You're making the mistake I mentioned, confusing demand for actual housing with demand for real estate. It will indeed marginally depress demand for housing, but capital can step in and absorb the marginal supply, for rental or other purposes. As long as there is more demand from capital than supply, real estate prices will stay high even if actual demand for low income housing remains stable or even declines.
>This is like banning supermarkets buying from farmers.
Farmers are selling perishable goods, not income-producing assets. As long as real estate is income-producing, it will be a viable investment, and as the old saying goes, they aren't making more of it. So whatever the dynamics of the actual housing market are, the underlying dynamics of the real estate market will tilt the table toward capital. And the sharper the income gradient is in society, the worse the problem will become.
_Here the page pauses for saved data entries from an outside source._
use std::cmp::Ordering;
use std::collections::HashMap;

use async_trait::async_trait;
use serde_json::Value;
use tokio::sync::RwLock;
use uuid::Uuid;

use super::{Direction, Filter, Page, Row, Store, StoreError, TableQuery};

/// In-process store with the same filter semantics as PostgREST.
///
/// Embedded resources in the select string (`plan:subscription_plans(...)`)
/// are not resolved; rows come back with their own columns only.
#[derive(Default)]
pub struct MemoryStore {
    tables: RwLock<HashMap<String, Vec<Row>>>,
}

impl MemoryStore {
    pub fn new() -> Self {
        Self::default()
    }

    /// Inserts rows as-is, filling `id` and `created_at` when missing.
    pub async fn seed(&self, table: &str, rows: Vec<Row>) {
        let mut tables = self.tables.write().await;
        let entries = tables.entry(table.to_string()).or_default();
        entries.extend(rows.into_iter().map(with_defaults));
    }

    #[cfg(test)]
    pub async fn rows(&self, table: &str) -> Vec<Row> {
        self.tables
            .read()
            .await
            .get(table)
            .cloned()
            .unwrap_or_default()
    }
}

fn with_defaults(mut row: Row) -> Row {
    if !row.contains_key("id") {
        row.insert("id".into(), Value::String(Uuid::new_v4().to_string()));
    }
    if !row.contains_key("created_at") {
        row.insert(
            "created_at".into(),
            Value::String(chrono::Utc::now().to_rfc3339()),
        );
    }
    row
}

fn as_text(value: &Value) -> Option<String> {
    match value {
        Value::String(s) => Some(s.clone()),
        Value::Number(n) => Some(n.to_string()),
        Value::Bool(b) => Some(b.to_string()),
        _ => None,
    }
}

fn value_matches(value: Option<&Value>, expected: &str) -> bool {
    match value {
        Some(Value::Number(n)) => match (n.as_f64(), expected.parse::<f64>()) {
            (Some(a), Ok(b)) => a == b,
            _ => false,
        },
        Some(other) => as_text(other).is_some_and(|text| text == expected),
        None => false,
    }
}

fn compare_to(value: Option<&Value>, bound: &str) -> Option<Ordering> {
    match value? {
        Value::Number(n) => n.as_f64()?.partial_cmp(&bound.parse::<f64>().ok()?),
        Value::String(s) => Some(s.as_str().cmp(bound)),
        _ => None,
    }
}

fn matches(row: &Row, filter: &Filter) -> bool {
    match filter {
        Filter::Eq(column, value) => value_matches(row.get(column), value),
        Filter::Neq(column, value) => !value_matches(row.get(column), value),
        Filter::Gte(column, bound) => {
            matches!(compare_to(row.get(column), bound), Some(Ordering::Greater | Ordering::Equal))
        }
        Filter::Lte(column, bound) => {
            matches!(compare_to(row.get(column), bound), Some(Ordering::Less | Ordering::Equal))
        }
        Filter::In(column, values) => values.iter().any(|v| value_matches(row.get(column), v)),
        Filter::IsNull(column) => matches!(row.get(column), None | Some(Value::Null)),
        Filter::Search { columns, term } => {
            let needle = super::sanitize_term(term).to_lowercase();
            columns.iter().any(|column| {
                row.get(column)
                    .and_then(as_text)
                    .is_some_and(|text| text.to_lowercase().contains(&needle))
            })
        }
    }
}

fn matches_all(row: &Row, filters: &[Filter]) -> bool {
    filters.iter().all(|filter| matches(row, filter))
}

fn compare_values(a: Option<&Value>, b: Option<&Value>) -> Ordering {
    match (a, b) {
        (None | Some(Value::Null), None | Some(Value::Null)) => Ordering::Equal,
        // nulls last, as PostgREST does for ascending order
        (None | Some(Value::Null), _) => Ordering::Greater,
        (_, None | Some(Value::Null)) => Ordering::Less,
        (Some(Value::Number(x)), Some(Value::Number(y))) => x
            .as_f64()
            .partial_cmp(&y.as_f64())
            .unwrap_or(Ordering::Equal),
        (Some(Value::Bool(x)), Some(Value::Bool(y))) => x.cmp(y),
        (Some(x), Some(y)) => as_text(x).cmp(&as_text(y)),
    }
}

fn conflict_key(row: &Row, columns: &[&str]) -> Vec<Option<String>> {
    columns
        .iter()
        .map(|column| row.get(*column).and_then(as_text))
        .collect()
}

#[async_trait]
impl Store for MemoryStore {
    async fn select(&self, table: &str, query: &TableQuery) -> Result<Page, StoreError> {
        let tables = self.tables.read().await;
        let mut rows: Vec<Row> = tables
            .get(table)
            .map(|rows| {
                rows.iter()
                    .filter(|row| matches_all(row, &query.filters))
                    .cloned()
                    .collect()
            })
            .unwrap_or_default();

        if let Some(order) = &query.order {
            rows.sort_by(|a, b| {
                let ordering = compare_values(a.get(&order.column), b.get(&order.column));
                match order.direction {
                    Direction::Asc => ordering,
                    Direction::Desc => ordering.reverse(),
                }
            });
        }

        let total = rows.len();
        let rows = rows
            .into_iter()
            .skip(query.offset)
            .take(query.limit.unwrap_or(usize::MAX))
            .collect();

        Ok(Page {
            rows,
            total: query.count.then_some(total),
        })
    }

    async fn insert(&self, table: &str, row: Row) -> Result<Row, StoreError> {
        let row = with_defaults(row);
        let mut tables = self.tables.write().await;
        let entries = tables.entry(table.to_string()).or_default();

        if let Some(id) = row.get("id").and_then(as_text) {
            if entries
                .iter()
                .any(|existing| existing.get("id").and_then(as_text).as_deref() == Some(id.as_str()))
            {
                return Err(StoreError::Conflict(format!(
                    "duplicate key value violates unique constraint \"{}_pkey\"",
                    table
                )));
            }
        }

        entries.push(row.clone());
        Ok(row)
    }

    async fn upsert(&self, table: &str, row: Row, on_conflict: &str) -> Result<Row, StoreError> {
        let columns: Vec<&str> = on_conflict.split(',').map(str::trim).collect();
        let key = conflict_key(&row, &columns);

        let mut tables = self.tables.write().await;
        let entries = tables.entry(table.to_string()).or_default();

        if let Some(existing) = entries
            .iter_mut()
            .find(|existing| conflict_key(existing, &columns) == key)
        {
            for (column, value) in row {
                existing.insert(column, value);
            }
            return Ok(existing.clone());
        }

        let row = with_defaults(row);
        entries.push(row.clone());
        Ok(row)
    }

    async fn update(
        &self,
        table: &str,
        filters: &[Filter],
        patch: Row,
    ) -> Result<Vec<Row>, StoreError> {
        let mut tables = self.tables.write().await;
        let Some(entries) = tables.get_mut(table) else {
            return Ok(Vec::new());
        };

        let mut updated = Vec::new();
        for row in entries.iter_mut().filter(|row| matches_all(row, filters)) {
            for (column, value) in &patch {
                row.insert(column.clone(), value.clone());
            }
            updated.push(row.clone());
        }
        Ok(updated)
    }

    async fn delete(&self, table: &str, filters: &[Filter]) -> Result<Vec<Row>, StoreError> {
        let mut tables = self.tables.write().await;
        let Some(entries) = tables.get_mut(table) else {
            return Ok(Vec::new());
        };

        let (removed, kept): (Vec<Row>, Vec<Row>) = entries
            .drain(..)
            .partition(|row| matches_all(row, filters));
        *entries = kept;
        Ok(removed)
    }
}

#[cfg(test)]
mod tests {
    use super::*;
    use serde_json::json;

    fn row(value: Value) -> Row {
        match value {
            Value::Object(map) => map,
            _ => panic!("row must be an object"),
        }
    }

    async fn seeded() -> MemoryStore {
        let store = MemoryStore::new();
        store
            .seed(
                "properties",
                vec![
                    row(json!({"id": "p1", "title": "Sea view flat", "city": "Mumbai", "price": 9500000, "status": "active"})),
                    row(json!({"id": "p2", "title": "Garden villa", "city": "Pune", "price": 21000000, "status": "pending"})),
                    row(json!({"id": "p3", "title": "Studio near metro", "city": "Mumbai", "price": 4200000, "status": "active"})),
                ],
            )
            .await;
        store
    }

    #[tokio::test]
    async fn filters_orders_and_counts() {
        let store = seeded().await;
        let query = TableQuery::new()
            .eq("city", "Mumbai")
            .order("price.asc")
            .range(0, 1)
            .with_count();

        let page = store.select("properties", &query).await.unwrap();
        assert_eq!(page.total, Some(2));
        assert_eq!(page.rows.len(), 1);
        assert_eq!(page.rows[0]["id"], "p3");
    }

    #[tokio::test]
    async fn searches_case_insensitively_across_columns() {
        let store = seeded().await;
        let query = TableQuery::new().filter(Filter::Search {
            columns: vec!["title".into(), "city".into()],
            term: "PUNE".into(),
        });

        let page = store.select("properties", &query).await.unwrap();
        assert_eq!(page.rows.len(), 1);
        assert_eq!(page.rows[0]["id"], "p2");
    }

    #[tokio::test]
    async fn numeric_ranges_compare_as_numbers() {
        let store = seeded().await;
        let query = TableQuery::new()
            .filter(Filter::Gte("price".into(), "5000000".into()))
            .filter(Filter::Lte("price".into(), "10000000".into()));

        let page = store.select("properties", &query).await.unwrap();
        assert_eq!(page.rows.len(), 1);
        assert_eq!(page.rows[0]["id"], "p1");
    }

    #[tokio::test]
    async fn upsert_merges_on_conflict_columns() {
        let store = MemoryStore::new();
        store
            .upsert("remote_config", row(json!({"key": "max_photos", "value": 10})), "key")
            .await
            .unwrap();
        let merged = store
            .upsert("remote_config", row(json!({"key": "max_photos", "value": 20})), "key")
            .await
            .unwrap();

        assert_eq!(merged["value"], 20);
        assert_eq!(store.rows("remote_config").await.len(), 1);
    }

    #[tokio::test]
    async fn update_and_delete_return_affected_rows() {
        let store = seeded().await;
        let updated = store
            .update(
                "properties",
                &[Filter::eq("id", "p2")],
                row(json!({"status": "active"})),
            )
            .await
            .unwrap();
        assert_eq!(updated.len(), 1);
        assert_eq!(updated[0]["status"], "active");

        let removed = store
            .delete("properties", &[Filter::eq("status", "active")])
            .await
            .unwrap();
        assert_eq!(removed.len(), 3);
        assert!(store.rows("properties").await.is_empty());
    }

    #[tokio::test]
    async fn insert_assigns_id_and_rejects_duplicates() {
        let store = MemoryStore::new();
        let inserted = store
            .insert("faqs", row(json!({"question": "Q?"})))
            .await
            .unwrap();
        assert!(inserted["id"].is_string());
        assert!(inserted["created_at"].is_string());

        let duplicate = store
            .insert("faqs", row(json!({"id": inserted["id"].clone(), "question": "Again"})))
            .await;
        assert!(matches!(duplicate, Err(StoreError::Conflict(_))));
    }
}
I ask this not to argue, but in the hopes that I might learn something:
> As long as there is more demand from capital than supply, real estate prices will stay high even if actual demand for low-income housing remains stable or even declines.
Wouldn't this be true of just about any good? I agree that an unregulated increase in supply is likely to result in increase of properties purchased for use as a rental property, but:
(1) The more property there is available for sale, the less I'm willing to pay for any given property. I'm not sure why real estate would be different.
(2) If your argument is that such property will be purchased predominantly by landlords, I don't see how that counteracts the economics of supply and demand. Why wouldn't this still drive down rent? Unless you're suggesting collusion by landlords?
> and as the old saying goes, they aren't making more of it.
I feel like I must be misunderstanding you, because this seems to contradict your argument? I'm suggesting the solution is more supply -- literally making more of it. What am I missing?
Again, not trying to be argumentative. I feel like you're seeing or understanding something that I don't, and I'd appreciate being able to understand your perspective here.
I think the gist of it is that real estate prices are driven by the average, while homelessness is driven by the median. In a static system where everyone's level of wealth is frozen, then increasing housing supply would trickle down as you suggest. In reality, average wealth is increasing as fast or faster than housing supply can be added. If new wealth were more or less evenly distributed, this wouldn't be a big problem ("a rising tide lifts all boats!"), because the median wealth would move roughly in step with the average. But it isn't. Over time, a steadily increasing fraction of new wealth is captured by people who are already wealthy, meaning that an increasing fraction of homes are owned by the wealthiest X% of the people, and an increasingly large proportion of the population must rent. And because, unlike most consumer goods, housing is not an option (ie, the market is inelastic), rental prices are constantly driven toward the limits of tolerance. So we see a greater and greater share of most peoples' income going toward housing, with the accompanying economic and social stress that creates, including homelessness.
So while intervening directly in housing is one policy solution, another would be to prevent the wealthy from continuing to capture a wildly disproportionate share of economic growth, which would both slow acute real estate appreciation in urban areas (by reducing the capital the wealthy have to buy up rental properties) and increase the pool of able buyers for lower income housing.